To add another twist to the challenge, these kinds of fractures can be described based on the injury pattern. And there can be subtypes for each injury. How and what is done in surgery to treat these injuries depends on understanding what needs to be done to stabilize each specific injury type.
To give you an idea of the wide range of classification descriptions already out there, here’s a partial list of fracture categories: wedge, dislocation, rotational fracture-dislocation, extension, burst, shear, vertical compression, compression flexion, distraction flexion, torsional, translation, and so on — you get the idea.
The complexity of a system that can place the fracture in a category and assign a subtype is just too cumbersome for clinical use. Can a simple system be possible? With eight different systems already proposed, it doesn’t seem so. But this new system called the Thoracolumbar Injury Classification and Severity Score (TLICS) may just fit the bill.
In the TLICS system, points are given for three basic characteristics of the injury: type of injury, neurologic status, and condition of the ligament. For example, a simple compression fracture would be assigned one point. A burst compression fracture would get an additional point for a subtotal of two points. If the X-ray or other imaging studies show a rotation or translation of the segment, that’s another three points. Four points are added to the subtotal if the fracture has separated and the two ends of the fracture have moved apart.
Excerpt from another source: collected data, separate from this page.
//! Portable PHP password hash.
//
// Copyright (c) 2016 Ivan Nejgebauer <inejge@gmail.com>
//
// Licensed under the MIT license <LICENSE-MIT or
// http://opensource.org/licenses/MIT>. This file may not be copied,
// modified, or distributed except according to the terms of this
// license.
//!
//! The portable hash of the PHPass framework, used by WordPress, phpBB
//! and many other PHP applications. It iterates MD5 a power-of-two
//! number of times. It's weak by today's standards and should be
//! upgraded on first successful verification.
//!
//! # Example
//!
//! ```
//! use pwswap::{phpass, Verdict};
//!
//! assert_eq!(phpass::verify("$P$9IQRaTwmfeRo7ud9Fh4E2PdI0S3r.L0", "test12345").unwrap(),
//!     Verdict::Ok);
//! ```
//!
//! # Parameters
//!
//! * __Password length__: unlimited.
//!
//! * __Salt length__: 8 characters.
//!
//! * __Rounds__: base-2 logarithm of the iteration count, between 7
//!   and 31. Default is 8.
//!
//! # Hash Format
//!
//! The format of the hash is
//! *`{id}{rounds}{salt}{checksum}`*, 34 characters in total, where:
//!
//! * *`{id}`* is __`$P$`__ or __`$H$`__ (phpBB). The two are equivalent.
//!
//! * *`{rounds}`* is a single Base64 character encoding the rounds.
//!
//! * *`{salt}`* is an 8-character salt.
//!
//! * *`{checksum}`* is a 22-character Base64 encoding of the checksum.

use std::sync::Arc;

use md5::{Digest, Md5};

use crate::enc_dec::{crypt3_decode, crypt3_encode, decode_int6, encode_int6};
use crate::error::{Error, ParseError};
use crate::parse::{self, HashIterator};
use crate::salt::{self, SaltSource};
use crate::verifier::{self, check_bounds, validation_verdict, Verdict};
use crate::{consteq, Result};

/// Identifier used by most applications.
pub const IDENTIFIER_P: &str = "$P$";
/// Identifier used by phpBB.
pub const IDENTIFIER_H: &str = "$H$";
/// Minimum rounds.
pub const MIN_ROUNDS: u32 = 7;
/// Maximum rounds.
pub const MAX_ROUNDS: u32 = 31;
/// Default rounds.
pub const DEFAULT_ROUNDS: u32 = 8;
const ALGORITHM: &str = "phpass";
const HASH_LEN: usize = 34;
const SALT_LEN: usize = 8;
const SALT_BYTES: usize = 6;
const CHECKSUM_LEN: usize = 22;

fn phpass_digest(pass: &[u8], salt: &[u8], rounds: u32) -> String {
    let mut digest = Md5::new().chain_update(salt).chain_update(pass).finalize();
    for _ in 0..1u64 << rounds {
	digest = Md5::new().chain_update(digest).chain_update(pass).finalize();
    }
    crypt3_encode(&digest)
}

struct Checker<'a> {
    rounds: u32,
    salt: &'a str,
    checksum: &'a str,
}

fn parse_phpass_hash(hash: &str) -> Result<Option<Checker>> {
    let mut hs = parse::HashSlice::new(hash);
    match hs.take(3) {
	Some(IDENTIFIER_P) | Some(IDENTIFIER_H) => (),
	_ => return Ok(None),
    }
    let err = |reason| Error::parse(ALGORITHM, reason);
    if hash.len() != HASH_LEN {
	return Err(err(ParseError::Length { expected: HASH_LEN, actual: hash.len() }));
    }
    let rounds = hs.take(1)
	.and_then(|r| decode_int6(r.as_bytes()[0]))
	.ok_or_else(|| err(ParseError::Encoding("rounds")))?;
    let salt = hs.take(SALT_LEN).ok_or_else(|| err(ParseError::Encoding("salt")))?;
    let checksum = hs.take(CHECKSUM_LEN).ok_or_else(|| err(ParseError::Encoding("checksum")))?;
    if crypt3_decode(checksum).is_none() {
	return Err(err(ParseError::Encoding("checksum")));
    }
    Ok(Some(Checker { rounds, salt, checksum }))
}

impl Checker<'_> {
    fn verify(&self, pass: &str) -> Result<Verdict> {
	check_bounds(ALGORITHM, "rounds", MIN_ROUNDS, MAX_ROUNDS, self.rounds)?;
	let calc = phpass_digest(pass.as_bytes(), self.salt.as_bytes(), self.rounds);
	Ok(consteq(calc.as_bytes(), self.checksum.as_bytes()).into())
    }

    fn validate(&self, opts: &ValidationOpts) -> Result<()> {
	check_bounds(ALGORITHM, "rounds", opts.min_rounds, opts.max_rounds, self.rounds)
    }
}

/// Verify a password against a PHPass hash.
///
/// Hashes with rounds outside of the range supported by PHPass itself are
/// rejected with a bounds error, without computing the digest.
pub fn verify(hash: &str, pass: &str) -> Result<Verdict> {
    match parse_phpass_hash(hash)? {
	Some(c) => c.verify(pass),
	None => Ok(Verdict::Skip),
    }
}

/// Bounds for the rounds. Zero values are replaced with the defaults.
#[derive(Debug, Clone, Copy, PartialEq, Eq)]
pub struct ValidationOpts {
    /// Minimum rounds.
    pub min_rounds: u32,
    /// Maximum rounds.
    pub max_rounds: u32,
}

impl Default for ValidationOpts {
    fn default() -> Self {
	ValidationOpts { min_rounds: MIN_ROUNDS, max_rounds: MAX_ROUNDS }
    }
}

impl ValidationOpts {
    /// Replace unset (zero) bounds with defaults.
    pub fn checked(self) -> Self {
	ValidationOpts {
	    min_rounds: if self.min_rounds == 0 { MIN_ROUNDS } else { self.min_rounds },
	    max_rounds: if self.max_rounds == 0 { MAX_ROUNDS } else { self.max_rounds },
	}
    }
}

/// Check the rounds of a hash against the bounds.
pub fn validate(hash: &str, opts: &ValidationOpts) -> Result<Verdict> {
    let opts = opts.checked();
    validation_verdict(parse_phpass_hash(hash), |c| c.validate(&opts))
}

impl verifier::Validator for ValidationOpts {
    fn validate(&self, encoded: &str) -> Result<Verdict> {
	validate(encoded, self)
    }
}

/// Generates `$P$` hashes.
#[derive(Clone)]
pub struct Hasher {
    rounds: u32,
    source: Arc<dyn SaltSource>,
}

impl Hasher {
    /// Hasher with the given rounds, coerced into the supported range.
    pub fn new(rounds: u32) -> Hasher {
	Hasher { rounds: rounds.max(MIN_ROUNDS).min(MAX_ROUNDS), source: salt::default_source() }
    }

    /// Draw salt from a custom source.
    pub fn with_source(mut self, source: Arc<dyn SaltSource>) -> Hasher {
	self.source = source;
	self
    }
}

impl Default for Hasher {
    fn default() -> Self {
	Hasher::new(DEFAULT_ROUNDS)
    }
}

impl verifier::Verifier for Hasher {
    fn verify(&self, encoded: &str, password: &str) -> Result<Verdict> {
	let c = match parse_phpass_hash(encoded)? {
	    Some(c) => c,
	    None => return Ok(Verdict::Skip),
	};
	match c.verify(password)? {
	    Verdict::Ok if c.rounds != self.rounds => Ok(Verdict::NeedUpdate),
	    v => Ok(v),
	}
    }
}

impl verifier::Hasher for Hasher {
    fn hash(&self, password: &str) -> Result<String> {
	let raw = salt::new_salt(&*self.source, SALT_BYTES, ALGORITHM)?;
	let salt = crypt3_encode(&raw);
	let rounds = encode_int6(self.rounds).ok_or_else(|| Error::InvalidParams {
	    algorithm: ALGORITHM,
	    reason: format!("rounds {}", self.rounds),
	})?;
	let checksum = phpass_digest(password.as_bytes(), salt.as_bytes(), self.rounds);
	Ok(format!("{}{}{}{}", IDENTIFIER_P, rounds, salt, checksum))
    }
}

#[cfg(test)]
mod tests {
    use super::{validate, verify, Hasher, ValidationOpts};
    use crate::error::Error;
    use crate::salt::{FailingSource, FixedSalt};
    use crate::verifier::{Hasher as _, Verifier as _};
    use crate::Verdict;
    use rstest::rstest;
    use std::sync::Arc;

    #[rstest]
    #[case("test12345", "$P$9IQRaTwmfeRo7ud9Fh4E2PdI0S3r.L0")]
    #[case("test1", "$H$9aaaaaSXBjgypwqm.JsMssPLiS8YQ00")]
    #[case("123456", "$H$9PE8jEklgZhgLmZl5.HYJAzfGCQtzi1")]
    #[case("123456", "$H$9pdx7dbOW3Nnt32sikrjAxYFjX8XoK1")]
    #[case("thisisalongertestPW", "$P$912345678LIjjb6PhecupozNBmDndU0")]
    #[case("JohnRipper", "$P$612345678si5M0DDyPpmRCmcltU/YW/")]
    #[case("JohnRipper", "$H$712345678WhEyvy1YWzT4647jzeOmo0")]
    #[case("JohnRipper", "$P$B12345678L6Lpt4BxNotVIMILOa9u81")]
    #[case("", "$P$7JaFQsPzJSuenezefD/3jHgt5hVfNH0")]
    #[case("compL3X!", "$P$FiS0N5L672xzQx1rt1vgdJQRYKnQM9/")]
    fn passlib_vectors(#[case] pass: &str, #[case] hash: &str) {
	assert_eq!(verify(hash, pass).unwrap(), Verdict::Ok);
	assert_eq!(verify(hash, "JohnRipper!").unwrap(), Verdict::Fail);
    }

    #[rstest]
    #[case("$P$9IQRaTwmfeRo7ud9Fh4E2PdI0S3r.L")]
    #[case("$P$9IQRaTwmfeRo7ud9Fh4E2PdI0S3r.L0x")]
    #[case("$P$-IQRaTwmfeRo7ud9Fh4E2PdI0S3r.L0")]
    #[case("$P$9IQRaTwmfeRo7ud9Fh4E2PdI0S3r-L0")]
    fn malformed(#[case] hash: &str) {
	assert_eq!(verify(hash, "test12345").unwrap_err().verdict(), Verdict::Skip);
    }

    #[test]
    fn foreign() {
	assert_eq!(verify("$X$912345678WhEyvy1YWzT4647jzeOmo0", "JohnRipper").unwrap(), Verdict::Skip);
	assert_eq!(verify("$S$ECiTwp95d.CM.PorExdDeWcec0F1SeaEsf3Yon9RUcrhQy4Q7XX1", "test1234").unwrap(), Verdict::Skip);
    }

    #[test]
    fn excessive_rounds() {
	match verify("$P$Z12345678si5M0DDyPpmRCmcltU/YW/", "JohnRipper") {
	    Err(Error::Bounds(b)) => assert_eq!(b.actual, 37),
	    other => panic!("unexpected {:?}", other),
	}
    }

    #[test]
    fn validation() {
	let opts = ValidationOpts { min_rounds: 8, max_rounds: 30 };
	assert_eq!(validate("$P$9IQRaTwmfeRo7ud9Fh4E2PdI0S3r.L0", &opts).unwrap(), Verdict::Ok);
	assert_eq!(validate("$P$612345678si5M0DDyPpmRCmcltU/YW/", &opts).unwrap(), Verdict::Ok);
	assert!(validate("$X$912345678WhEyvy1YWzT4647jzeOmo0", &opts).unwrap() == Verdict::Skip);
	for hash in &["$P$112345678si5M0DDyPpmRCmcltU/YW/", "$P$Z12345678si5M0DDyPpmRCmcltU/YW/"] {
	    let err = validate(hash, &opts).unwrap_err();
	    assert!(matches!(err, Error::Bounds(_)));
	    assert_eq!(err.verdict(), Verdict::Fail);
	}
	assert_eq!(ValidationOpts { min_rounds: 10, max_rounds: 0 }.checked(),
	    ValidationOpts { min_rounds: 10, max_rounds: 31 });
    }

    #[test]
    fn rounds_limits() {
	let opts = ValidationOpts::default();
	assert_eq!(validate("$P$512345678si5M0DDyPpmRCmcltU/YW/", &opts).unwrap(), Verdict::Ok);
	assert_eq!(validate("$P$T12345678si5M0DDyPpmRCmcltU/YW/", &opts).unwrap(), Verdict::Ok);
	assert!(matches!(validate("$P$412345678si5M0DDyPpmRCmcltU/YW/", &opts), Err(Error::Bounds(_))));
	assert!(matches!(validate("$P$U12345678si5M0DDyPpmRCmcltU/YW/", &opts), Err(Error::Bounds(_))));
	match verify("$P$U12345678si5M0DDyPpmRCmcltU/YW/", "JohnRipper") {
	    Err(Error::Bounds(b)) => assert_eq!((b.max, b.actual), (31, 32)),
	    other => panic!("unexpected {:?}", other),
	}
    }

    #[test]
    fn hasher() {
	let h = Hasher::new(8).with_source(Arc::new(FixedSalt(b"pepper".to_vec())));
	let hash = h.hash("JohnRipper").unwrap();
	assert!(hash.starts_with("$P$6kJ4QkJaQ"));
	assert_eq!(hash.len(), 34);
	assert_eq!(h.verify(&hash, "JohnRipper").unwrap(), Verdict::Ok);
	assert_eq!(h.verify("$P$612345678si5M0DDyPpmRCmcltU/YW/", "JohnRipper").unwrap(), Verdict::Ok);
	assert_eq!(h.verify("$P$B12345678L6Lpt4BxNotVIMILOa9u81", "JohnRipper").unwrap(), Verdict::NeedUpdate);
	assert_eq!(h.verify("$P$B12345678L6Lpt4BxNotVIMILOa9u81", "johnripper").unwrap(), Verdict::Fail);
	let h = Hasher::new(8).with_source(Arc::new(FailingSource));
	assert!(matches!(h.hash("JohnRipper"), Err(Error::Random { algorithm: "phpass", .. })));
    }
}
Values ranging from zero to three are given based on morphology (type of injury: compression, burst) neurologic status (spinal cord or nerve root involvement), and ligament integrity (intact, torn). The condition of thse soft tissues is important because they can create additional problems if not treated. For example, a distracted fracture with jagged edges increases the risk for nerve damage. A partially or fully torn ligament puts the patient at risk for instability.
The authors provide a table with columns outlining each of the injury characteristics and points for easy assessment and calculation. The points are all totaled and the final value (indicating severity) guides treatment. Less than four points suggests a nonsurgical approach to treatment is possible. More than four points requires surgery. Patients with zero to four points fall in the middle: they could be candidates for surgical or nonsurgical treatment. In those middle-of-the-road patients, the surgeon must evaluate all factors before making the final treatment decision.
To help surgeons see the value of the TLICS system, the authors made up another table comparing and contrasting the other commonly used classification schemes. They show who the author of each study was, how many patients it was tested on, and the main classification variables used (e.g., X-ray patterns, mechanism of injury, location of injury, clinical deformities present). A final column in the table describes treatment or prognostic value for each of the eight systems. They also provide several case examples to show surgeons how the TLICS system works.
The ability to share data that can be compared from one study to another is another great advantage to the TLICS. But the authors warn this new classification system does have some limits in how it can be used. It is only intended to be used with adults who have traumatic injuries that lead to fractures. Fractures caused by tumors or infection or that occur without a known cause cannot be assessed using the TLICS system until the tool has been tested and validated on those types of injuries.
In summary, the value of a single system that all surgeons can use to classify thoracolumbar spinal fractures is obvious. The Thoracolumbar Injury Classification and Severity Score (TLICS) will help surgeons share one system, use the same words to describe the injury, and come out with the same results predicting the optimal treatment approach.